Language of the week: Hadza

Hadza (along with Sandawe) are the two languages with click consonants not spoken in Namibia, South Africa or Botswana. It is spoken in Tanzania by an uncertain (and probably dwindling) number of people around Lake Victoria. Ethnologue has the language use as “vigorous” but most of the web sites that I looked at seemed to portray the current situation as pretty bad.

There are a lot of very interesting classification issues with these languages. Greenberg classified Hadza as Khoi-San, but the basis for the classification seems to have been “all obviously non-Bantu click languages” rather than positive evidence of shared material. Since then, however, there’s been quite a bit of work which shows that there is a single family of click languages. Bonny Sands, for example, has a number of papers about this, and there’s a nice paper by Tom Gueldemann on the morphological evidence.

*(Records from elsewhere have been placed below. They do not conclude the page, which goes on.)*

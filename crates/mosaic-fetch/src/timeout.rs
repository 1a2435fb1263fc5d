//! Timeout configuration for fetch operations.

use std::time::Duration;

use serde::{Deserialize, Serialize};

/// Timeout configuration applied by an `HttpClient`.
#[derive(Debug, Clone, Copy, PartialEq, Eq, Serialize, Deserialize)]
pub struct TimeoutConfig {
    /// Connection timeout.
    #[serde(with = "millis")]
    pub connect: Duration,
    /// Total operation timeout.
    #[serde(with = "millis")]
    pub total: Duration,
}

impl TimeoutConfig {
    /// Create a new timeout configuration.
    pub fn new(connect: Duration, total: Duration) -> Self {
        Self { connect, total }
    }

    /// Create from a single total timeout.
    pub fn from_total(total: Duration) -> Self {
        Self {
            connect: Duration::from_millis(total.as_millis() as u64 / 4),
            total,
        }
    }
}

impl Default for TimeoutConfig {
    fn default() -> Self {
        Self {
            connect: Duration::from_millis(250),
            total: Duration::from_millis(1000),
        }
    }
}

mod millis {
    use std::time::Duration;

    use serde::{Deserialize, Deserializer, Serializer};

    pub fn serialize<S: Serializer>(value: &Duration, serializer: S) -> Result<S::Ok, S::Error> {
        serializer.serialize_u64(value.as_millis() as u64)
    }

    pub fn deserialize<'de, D: Deserializer<'de>>(deserializer: D) -> Result<Duration, D::Error> {
        u64::deserialize(deserializer).map(Duration::from_millis)
    }
}
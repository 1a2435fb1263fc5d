//! Per-version handler capabilities.

use std::sync::Arc;

use async_trait::async_trait;
use mosaic_core::{FragmentRequest, Partials};
use serde_json::Value;

/// Produces the view model a version renders from.
#[async_trait(?Send)]
pub trait DataHandler: Send + Sync {
    /// Load data for a request.
    async fn data(&self, req: &FragmentRequest) -> anyhow::Result<Value>;
}

/// Renders a version's named partials.
///
/// `data` is `None` for static fragments, which never fetch data.
#[async_trait(?Send)]
pub trait ContentHandler: Send + Sync {
    /// Render partials for a request.
    async fn content(&self, req: &FragmentRequest, data: Option<Value>) -> anyhow::Result<Partials>;
}

/// Produces the markup a composer shows while the fragment loads.
pub trait PlaceholderHandler: Send + Sync {
    /// Placeholder HTML.
    fn placeholder(&self) -> String;
}

impl<F> PlaceholderHandler for F
where
    F: Fn() -> String + Send + Sync,
{
    fn placeholder(&self) -> String {
        self()
    }
}

/// The capabilities of one fragment version.
///
/// Content is mandatory. Data is required unless the fragment is static.
#[derive(Clone)]
pub struct Handler {
    pub(crate) content: Arc<dyn ContentHandler>,
    pub(crate) data: Option<Arc<dyn DataHandler>>,
    pub(crate) placeholder: Option<Arc<dyn PlaceholderHandler>>,
}

impl Handler {
    /// Create a handler with only a content capability.
    pub fn new(content: impl ContentHandler + 'static) -> Self {
        Self {
            content: Arc::new(content),
            data: None,
            placeholder: None,
        }
    }

    /// Attach a data capability.
    pub fn with_data(mut self, data: impl DataHandler + 'static) -> Self {
        self.data = Some(Arc::new(data));
        self
    }

    /// Attach a placeholder capability.
    pub fn with_placeholder(mut self, placeholder: impl PlaceholderHandler + 'static) -> Self {
        self.placeholder = Some(Arc::new(placeholder));
        self
    }

    /// Whether a data capability is present.
    pub fn has_data(&self) -> bool {
        self.data.is_some()
    }

    /// Whether a placeholder capability is present.
    pub fn has_placeholder(&self) -> bool {
        self.placeholder.is_some()
    }
}

impl std::fmt::Debug for Handler {
    fn fmt(&self, f: &mut std::fmt::Formatter<'_>) -> std::fmt::Result {
        f.debug_struct("Handler")
            .field("data", &self.has_data())
            .field("placeholder", &self.has_placeholder())
            .finish_non_exhaustive()
    }
}
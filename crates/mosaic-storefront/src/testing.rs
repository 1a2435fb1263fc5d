//! Test doubles for the upstream owner.

use std::sync::{Arc, Mutex};

use async_trait::async_trait;
use mosaic_fetch::{FetchError, FetchRequest, FetchResponse, HttpClient};
use tokio::sync::Barrier;

type Hook = Box<dyn Fn(&FetchRequest) + Send + Sync>;

/// Answers requests from canned routes and records what it was sent.
///
/// Routes match on the URL without its query string; the first match wins.
#[derive(Default)]
pub struct FakeClient {
    routes: Vec<(String, Result<FetchResponse, FetchError>)>,
    sent: Mutex<Vec<FetchRequest>>,
    gate: Option<(Vec<String>, Arc<Barrier>)>,
    hook: Option<Hook>,
}

impl FakeClient {
    pub fn new() -> Self {
        Self::default()
    }

    pub fn respond(mut self, url: &str, status: u16, body: &str) -> Self {
        self.routes
            .push((url.to_string(), Ok(FetchResponse::new(status, Vec::new(), body))));
        self
    }

    pub fn fail(mut self, url: &str, error: FetchError) -> Self {
        self.routes.push((url.to_string(), Err(error)));
        self
    }

    /// Hold requests to `urls` until every one of them is in flight.
    pub fn gate(mut self, urls: &[&str]) -> Self {
        let barrier = Arc::new(Barrier::new(urls.len()));
        self.gate = Some((urls.iter().map(|u| u.to_string()).collect(), barrier));
        self
    }

    /// Run `hook` on every request before answering it.
    pub fn on_send(mut self, hook: impl Fn(&FetchRequest) + Send + Sync + 'static) -> Self {
        self.hook = Some(Box::new(hook));
        self
    }

    pub fn sent(&self) -> Vec<FetchRequest> {
        self.sent.lock().unwrap().clone()
    }

    pub fn sent_to(&self, url: &str) -> Vec<FetchRequest> {
        self.sent()
            .into_iter()
            .filter(|r| r.url.split('?').next() == Some(url))
            .collect()
    }
}

#[async_trait(?Send)]
impl HttpClient for FakeClient {
    async fn send(&self, request: FetchRequest) -> Result<FetchResponse, FetchError> {
        self.sent.lock().unwrap().push(request.clone());
        let path = request.url.split('?').next().unwrap_or_default();

        if let Some((urls, barrier)) = &self.gate {
            if urls.iter().any(|u| u == path) {
                barrier.wait().await;
            }
        }
        if let Some(hook) = &self.hook {
            hook(&request);
        }

        self.routes
            .iter()
            .find(|(url, _)| url == path)
            .map(|(_, result)| result.clone())
            .unwrap_or_else(|| Ok(FetchResponse::new(404, Vec::new(), "Not Found")))
    }
}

The Wikipedia page on the language has the phoneme inventory and a couple of links to external bibliographies. You can hear sound files of Hadza from the UCLA phonetics lab. A link to the page is here.

Helen Eaton has written a couple of papers on different aspects of Hadza grammar, including this paper on focus. There’s also this paper by Niklas Edenmyr on the semantics of gender assignment. Apart from this, a great deal of the Web presence of Hadza seems to be “reprints” of the Wikipedia article.

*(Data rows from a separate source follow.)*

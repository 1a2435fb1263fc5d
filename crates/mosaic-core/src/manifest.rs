//! Owner-side fragment and gateway configuration.

use std::collections::BTreeMap;
use std::path::Path;

use anyhow::{Context, Result};
use serde::{Deserialize, Serialize};

use crate::asset::{AssetDescriptor, DependencyDescriptor};
use crate::error::FragmentError;

/// Render endpoint configuration for a fragment.
#[derive(Debug, Clone, PartialEq, Eq, Serialize, Deserialize)]
pub struct RenderConfig {
    /// Content route on the owner (e.g. `/product`).
    pub url: String,
    /// Static fragments never fetch data.
    #[serde(rename = "static", default, skip_serializing_if = "is_false")]
    pub is_static: bool,
    /// Whether composers may show the placeholder on failure.
    #[serde(default, skip_serializing_if = "is_false")]
    pub placeholder: bool,
}

impl RenderConfig {
    /// Create a render config for a route.
    pub fn new(url: impl Into<String>) -> Self {
        Self {
            url: url.into(),
            is_static: false,
            placeholder: false,
        }
    }

    /// Mark the fragment as static.
    pub fn with_static(mut self, is_static: bool) -> Self {
        self.is_static = is_static;
        self
    }

    /// Enable or disable placeholders.
    pub fn with_placeholder(mut self, placeholder: bool) -> Self {
        self.placeholder = placeholder;
        self
    }
}

fn is_false(value: &bool) -> bool {
    !*value
}

/// Declarative half of a fragment version.
#[derive(Debug, Clone, Default, PartialEq, Eq, Serialize, Deserialize)]
pub struct VersionManifest {
    /// Assets in declaration order.
    #[serde(default)]
    pub assets: Vec<AssetDescriptor>,
    /// Client-side dependencies in declaration order.
    #[serde(default)]
    pub dependencies: Vec<DependencyDescriptor>,
}

impl VersionManifest {
    /// Add an asset.
    pub fn with_asset(mut self, asset: AssetDescriptor) -> Self {
        self.assets.push(asset);
        self
    }

    /// Add a dependency.
    pub fn with_dependency(mut self, dependency: DependencyDescriptor) -> Self {
        self.dependencies.push(dependency);
        self
    }
}

/// Owner-side configuration of one fragment.
#[derive(Debug, Clone, PartialEq, Eq, Serialize, Deserialize)]
#[serde(rename_all = "camelCase")]
pub struct FragmentManifest {
    /// Stable fragment name.
    pub name: String,
    /// Default version id.
    pub version: String,
    /// Cookie that pins a version for a client.
    pub test_cookie: String,
    /// Render endpoint configuration.
    pub render: RenderConfig,
    /// Deployable versions by id.
    pub versions: BTreeMap<String, VersionManifest>,
}

impl FragmentManifest {
    /// Create a manifest with a single default version.
    pub fn new(name: impl Into<String>, version: impl Into<String>, render: RenderConfig) -> Self {
        let name = name.into();
        let version = version.into();
        let mut versions = BTreeMap::new();
        versions.insert(version.clone(), VersionManifest::default());

        Self {
            test_cookie: format!("{}-cookie", name),
            name,
            version,
            render,
            versions,
        }
    }

    /// Set the version cookie name.
    pub fn with_test_cookie(mut self, cookie: impl Into<String>) -> Self {
        self.test_cookie = cookie.into();
        self
    }

    /// Add or replace a version.
    pub fn with_version(mut self, id: impl Into<String>, version: VersionManifest) -> Self {
        self.versions.insert(id.into(), version);
        self
    }

    /// Declared manifest of the default version.
    pub fn current(&self) -> Result<&VersionManifest, FragmentError> {
        self.versions
            .get(&self.version)
            .ok_or_else(|| FragmentError::version_not_found(&self.name, &self.version))
    }

    /// Check the structural invariants of this manifest.
    pub fn validate(&self) -> Result<(), FragmentError> {
        if self.name.is_empty() || self.name.contains('/') {
            return Err(FragmentError::InvalidManifest(format!(
                "fragment name '{}' must be non-empty and contain no '/'",
                self.name
            )));
        }
        if !self.render.url.starts_with('/') {
            return Err(FragmentError::InvalidManifest(format!(
                "render url '{}' of fragment {} must start with '/'",
                self.render.url, self.name
            )));
        }
        if self.test_cookie.is_empty() {
            return Err(FragmentError::InvalidManifest(format!(
                "fragment {} has an empty test cookie",
                self.name
            )));
        }
        self.current()?;
        Ok(())
    }
}

/// Identity of an owner process.
#[derive(Debug, Clone, PartialEq, Eq, Serialize, Deserialize)]
pub struct GatewayIdentity {
    /// Gateway name.
    pub name: String,
    /// Public base URL composers use.
    pub url: String,
}

/// Configuration file of an owner process.
#[derive(Debug, Clone, PartialEq, Eq, Serialize, Deserialize)]
pub struct GatewayManifest {
    /// Gateway identity.
    pub gateway: GatewayIdentity,
    /// Fragments served by this gateway.
    #[serde(default)]
    pub fragments: Vec<FragmentManifest>,
}

impl GatewayManifest {
    /// Load a manifest from a TOML or JSON file.
    pub fn load(path: impl AsRef<Path>) -> Result<Self> {
        let path = path.as_ref();
        let content = std::fs::read_to_string(path)
            .with_context(|| format!("Failed to read manifest: {}", path.display()))?;

        let manifest = if path.extension().is_some_and(|ext| ext == "json") {
            Self::from_json(&content)
                .with_context(|| format!("Failed to parse JSON manifest: {}", path.display()))?
        } else {
            Self::from_toml(&content)
                .with_context(|| format!("Failed to parse TOML manifest: {}", path.display()))?
        };

        tracing::debug!(path = %path.display(), fragments = manifest.fragments.len(), "manifest loaded");
        Ok(manifest)
    }

    /// Parse and validate a TOML manifest.
    pub fn from_toml(content: &str) -> Result<Self> {
        let manifest: Self = toml::from_str(content)?;
        manifest.validate()?;
        Ok(manifest)
    }

    /// Parse and validate a JSON manifest.
    pub fn from_json(content: &str) -> Result<Self> {
        let manifest: Self = serde_json::from_str(content)?;
        manifest.validate()?;
        Ok(manifest)
    }

    /// Validate every fragment and reject duplicate names.
    pub fn validate(&self) -> Result<(), FragmentError> {
        let mut seen = std::collections::BTreeSet::new();
        for fragment in &self.fragments {
            fragment.validate()?;
            if !seen.insert(fragment.name.as_str()) {
                return Err(FragmentError::InvalidManifest(format!(
                    "fragment {} declared twice",
                    fragment.name
                )));
            }
        }
        Ok(())
    }

    /// Find a fragment by name.
    pub fn fragment(&self, name: &str) -> Option<&FragmentManifest> {
        self.fragments.iter().find(|f| f.name == name)
    }
}

#[cfg(test)]
mod tests {
    use super::*;
    use crate::asset::{AssetLocation, AssetType, InjectType};

    const MANIFEST: &str = r#"
[gateway]
name = "catalog"
url = "http://localhost:4444"

[[fragments]]
name = "product"
version = "1.0.0"
testCookie = "product-cookie"

[fragments.render]
url = "/product"
placeholder = true

[fragments.versions."1.0.0"]
assets = [
    { name = "product-js", fileName = "product.js", location = "BODY_END", injectType = "EXTERNAL", type = "JS" },
]

[fragments.versions."1.0.1"]
assets = [
    { name = "product-js", fileName = "product.1.js", location = "BODY_END", injectType = "EXTERNAL", type = "JS" },
    { name = "product-css", fileName = "product.css", location = "HEAD", injectType = "INLINE", type = "CSS" },
]
"#;

    // === Parsing Tests ===

    #[test]
    fn test_parse_toml_manifest() {
        let manifest = GatewayManifest::from_toml(MANIFEST).unwrap();
        let product = manifest.fragment("product").unwrap();

        assert_eq!(manifest.gateway.name, "catalog");
        assert_eq!(product.test_cookie, "product-cookie");
        assert!(product.render.placeholder);
        assert!(!product.render.is_static);
        assert_eq!(product.versions.len(), 2);

        let css = &product.versions["1.0.1"].assets[1];
        assert_eq!(css.location, AssetLocation::Head);
        assert_eq!(css.inject_type, InjectType::Inline);
        assert_eq!(css.kind, AssetType::Css);
    }

    #[test]
    fn test_json_round_trip_keeps_wire_names() {
        let manifest = GatewayManifest::from_toml(MANIFEST).unwrap();
        let json = serde_json::to_string(&manifest).unwrap();
        assert!(json.contains("\"testCookie\":\"product-cookie\""));
        assert!(!json.contains("\"static\""));

        let parsed = GatewayManifest::from_json(&json).unwrap();
        assert_eq!(parsed, manifest);
    }

    // === Validation Tests ===

    #[test]
    fn test_default_version_must_exist() {
        let mut fragment = FragmentManifest::new("product", "1.0.0", RenderConfig::new("/product"));
        fragment.version = "2.0.0".to_string();

        let err = fragment.validate().unwrap_err();
        assert!(matches!(err, FragmentError::VersionNotFound { .. }));
    }

    #[test]
    fn test_render_url_must_be_absolute() {
        let fragment = FragmentManifest::new("product", "1.0.0", RenderConfig::new("product"));
        assert!(matches!(
            fragment.validate(),
            Err(FragmentError::InvalidManifest(_))
        ));
    }

    #[test]
    fn test_duplicate_fragment_names_rejected() {
        let fragment = FragmentManifest::new("product", "1.0.0", RenderConfig::new("/product"));
        let manifest = GatewayManifest {
            gateway: GatewayIdentity {
                name: "catalog".into(),
                url: "http://localhost".into(),
            },
            fragments: vec![fragment.clone(), fragment],
        };
        assert!(manifest.validate().is_err());
    }

    #[test]
    fn test_default_test_cookie() {
        let fragment = FragmentManifest::new("product", "1.0.0", RenderConfig::new("/product"));
        assert_eq!(fragment.test_cookie, "product-cookie");
    }
}
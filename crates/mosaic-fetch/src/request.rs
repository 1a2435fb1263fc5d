//! Outbound request builder.

use std::time::Duration;

use percent_encoding::{utf8_percent_encode, AsciiSet, NON_ALPHANUMERIC};

/// Characters left unescaped in query components.
const QUERY_COMPONENT: &AsciiSet = &NON_ALPHANUMERIC
    .remove(b'-')
    .remove(b'_')
    .remove(b'.')
    .remove(b'~');

/// A transport-neutral outbound request.
#[derive(Debug, Clone, PartialEq, Eq)]
pub struct FetchRequest {
    /// HTTP method.
    pub method: http::Method,
    /// Absolute URL including the query string.
    pub url: String,
    /// Request headers in insertion order.
    pub headers: Vec<(String, String)>,
    /// Total timeout, when the caller wants one tighter than the client's.
    pub timeout: Option<Duration>,
}

impl FetchRequest {
    /// Create a GET request.
    pub fn get(url: impl Into<String>) -> Self {
        Self {
            method: http::Method::GET,
            url: url.into(),
            headers: Vec::new(),
            timeout: None,
        }
    }

    /// Append a percent-encoded query parameter.
    pub fn query(mut self, name: &str, value: &str) -> Self {
        let separator = if self.url.contains('?') { '&' } else { '?' };
        self.url.push(separator);
        self.url
            .extend(utf8_percent_encode(name, QUERY_COMPONENT));
        self.url.push('=');
        self.url
            .extend(utf8_percent_encode(value, QUERY_COMPONENT));
        self
    }

    /// Add a header.
    pub fn header(mut self, name: impl Into<String>, value: impl Into<String>) -> Self {
        self.headers.push((name.into(), value.into()));
        self
    }

    /// Set the `Cookie` header, replacing any previous one.
    pub fn cookies(mut self, cookie_header: impl Into<String>) -> Self {
        self.headers
            .retain(|(name, _)| !name.eq_ignore_ascii_case("cookie"));
        self.headers.push(("Cookie".to_string(), cookie_header.into()));
        self
    }

    /// Set a total timeout for this request.
    pub fn timeout(mut self, timeout: Duration) -> Self {
        self.timeout = Some(timeout);
        self
    }

    /// Get a header value by name (case-insensitive).
    pub fn header_value(&self, name: &str) -> Option<&str> {
        self.headers
            .iter()
            .find(|(k, _)| k.eq_ignore_ascii_case(name))
            .map(|(_, v)| v.as_str())
    }
}

#[cfg(test)]
mod tests {
    use super::*;

    #[test]
    fn test_query_appends_separators() {
        let req = FetchRequest::get("http://bff/product")
            .query("__renderMode", "stream")
            .query("id", "42");
        assert_eq!(req.url, "http://bff/product?__renderMode=stream&id=42");
    }

    #[test]
    fn test_query_encodes_values() {
        let req = FetchRequest::get("http://bff/p").query("q", "a b&c=d");
        assert_eq!(req.url, "http://bff/p?q=a%20b%26c%3Dd");
    }

    #[test]
    fn test_query_after_existing_query() {
        let req = FetchRequest::get("http://bff/p?x=1").query("y", "2");
        assert_eq!(req.url, "http://bff/p?x=1&y=2");
    }

    #[test]
    fn test_cookies_replace_previous() {
        let req = FetchRequest::get("http://bff/")
            .header("cookie", "a=1")
            .cookies("b=2");
        assert_eq!(req.header_value("Cookie"), Some("b=2"));
        assert_eq!(req.headers.len(), 1);
    }
}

3 responses to “Language of the week: Hadza

  1. I’ve just discovered this site. Thanks for the links to papers about Hadza. I know very little about African languages, but would like to, so this is as good a place as any to start. I’ll be digging through your archives!

  2. There are several click languages in Africa .It is one of them .

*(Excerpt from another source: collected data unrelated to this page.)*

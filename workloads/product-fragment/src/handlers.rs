//! Handlers of the product fragment versions.

use async_trait::async_trait;
use mosaic_sdk::prelude::*;

/// Loads the signed-in user shown by the fragment.
pub struct UserData;

#[async_trait(?Send)]
impl DataHandler for UserData {
    async fn data(&self, req: &FragmentRequest) -> anyhow::Result<Value> {
        tracing::debug!(request_id = %req.request_id, "loading product user");
        Ok(json!({ "username": "ACG" }))
    }
}

/// Renders the product body from the user data.
pub struct ProductContent;

#[async_trait(?Send)]
impl ContentHandler for ProductContent {
    async fn content(&self, _req: &FragmentRequest, data: Option<Value>) -> anyhow::Result<Partials> {
        let data = data.unwrap_or_default();
        let username = data["username"]
            .as_str()
            .ok_or_else(|| anyhow::anyhow!("product data has no username"))?;

        Ok(Partials::from([(
            MAIN_PARTIAL.to_string(),
            format!("<div>Rendered Fragment {}</div>", html_escape(username)),
        )]))
    }
}

/// Skeleton shown while the product is unavailable.
pub fn product_placeholder() -> String {
    "<div class=\"product-skeleton\"></div>".to_string()
}
//! HTML assembly for fragment pages.
//!
//! This crate turns declared assets and rendered partials into markup:
//! - `collect_assets` - Ordered, deduplicated asset tags per location
//! - `InlineSource` - Content lookup for inline assets
//! - `PageDocument` - Location-aware page document assembly

mod assets;
mod document;
mod escape;

pub use assets::*;
pub use document::*;
pub use escape::*;
//! Wire contract between fragment owners and composers.

use std::collections::BTreeMap;

use serde::{Deserialize, Serialize};
use sha2::{Digest, Sha256};

use crate::asset::{AssetDescriptor, DependencyDescriptor};
use crate::error::FragmentError;
use crate::manifest::{FragmentManifest, GatewayManifest, RenderConfig};

/// The part of a fragment's configuration a composer needs.
#[derive(Debug, Clone, PartialEq, Eq, Serialize, Deserialize)]
#[serde(rename_all = "camelCase")]
pub struct ExposeFragment {
    /// Default version id on the owner.
    pub version: String,
    /// Cookie that pins a version.
    pub test_cookie: String,
    /// Assets of the default version.
    #[serde(default)]
    pub assets: Vec<AssetDescriptor>,
    /// Dependencies of the default version.
    #[serde(default)]
    pub dependencies: Vec<DependencyDescriptor>,
    /// Render endpoint configuration.
    pub render: RenderConfig,
    /// Assets of every deployed version, by version id.
    #[serde(default, skip_serializing_if = "BTreeMap::is_empty")]
    pub versions: BTreeMap<String, Vec<AssetDescriptor>>,
}

impl ExposeFragment {
    /// Expose the default version of a manifest.
    pub fn from_manifest(manifest: &FragmentManifest) -> Result<Self, FragmentError> {
        let current = manifest.current()?;
        Ok(Self {
            version: manifest.version.clone(),
            test_cookie: manifest.test_cookie.clone(),
            assets: current.assets.clone(),
            dependencies: current.dependencies.clone(),
            render: manifest.render.clone(),
            versions: manifest
                .versions
                .iter()
                .map(|(id, version)| (id.clone(), version.assets.clone()))
                .collect(),
        })
    }

    /// Declare the assets of a deployed version.
    pub fn with_version(mut self, id: impl Into<String>, assets: Vec<AssetDescriptor>) -> Self {
        self.versions.insert(id.into(), assets);
        self
    }

    /// Whether the owner deploys a version.
    pub fn has_version(&self, id: &str) -> bool {
        id == self.version || self.versions.contains_key(id)
    }

    /// The first candidate the owner deploys, else the default version.
    pub fn resolve_version<'a>(&'a self, candidates: impl IntoIterator<Item = Option<&'a str>>) -> &'a str {
        candidates
            .into_iter()
            .flatten()
            .find(|id| self.has_version(id))
            .unwrap_or(&self.version)
    }

    /// Assets declared by a version. Unknown ids get the default version's.
    pub fn version_assets(&self, id: &str) -> &[AssetDescriptor] {
        self.versions.get(id).unwrap_or(&self.assets)
    }

    /// Find an asset of the default version by name. The last declaration wins.
    pub fn asset(&self, name: &str) -> Option<&AssetDescriptor> {
        self.assets.iter().rev().find(|a| a.name == name)
    }
}

/// Self-description document served at an owner's root route.
#[derive(Debug, Clone, PartialEq, Eq, Serialize, Deserialize)]
pub struct GatewayExport {
    /// Gateway name.
    pub name: String,
    /// Public base URL.
    pub url: String,
    /// Exposed fragments by name.
    pub fragments: BTreeMap<String, ExposeFragment>,
    /// Content hash of `fragments`.
    pub hash: String,
}

impl GatewayExport {
    /// Build an export and compute its hash.
    pub fn new(
        name: impl Into<String>,
        url: impl Into<String>,
        fragments: BTreeMap<String, ExposeFragment>,
    ) -> Self {
        let hash = content_hash(&fragments);
        Self {
            name: name.into(),
            url: url.into(),
            fragments,
            hash,
        }
    }

    /// Build the export for a whole gateway manifest.
    pub fn from_manifest(manifest: &GatewayManifest) -> Result<Self, FragmentError> {
        let fragments = manifest
            .fragments
            .iter()
            .map(|f| Ok((f.name.clone(), ExposeFragment::from_manifest(f)?)))
            .collect::<Result<BTreeMap<_, _>, FragmentError>>()?;

        Ok(Self::new(&manifest.gateway.name, &manifest.gateway.url, fragments))
    }

    /// Check that `hash` matches the fragments it claims to describe.
    pub fn verify(&self) -> bool {
        content_hash(&self.fragments) == self.hash
    }
}

/// SHA-256 of the canonical JSON encoding, hex encoded.
pub fn content_hash<T: Serialize>(value: &T) -> String {
    // Serializing ordered maps of plain structs cannot fail.
    let bytes = serde_json::to_vec(value).unwrap_or_default();
    hex::encode(Sha256::digest(&bytes))
}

  3. Bonny Sands doesn’t claim Hadza has Khoisan affiliations; quite the opposite. The paper by Gueldemann you cite argues that Greenberg’s evidence is insufficient to establish a Khoisan genetic unit. The paper by Helen Eaton you cite deals with Sandawe, not Hadza.

    The current view of most Khoisanists is that there are at least three unrelated genetic units in the Southern African Khoisan area and several isolates.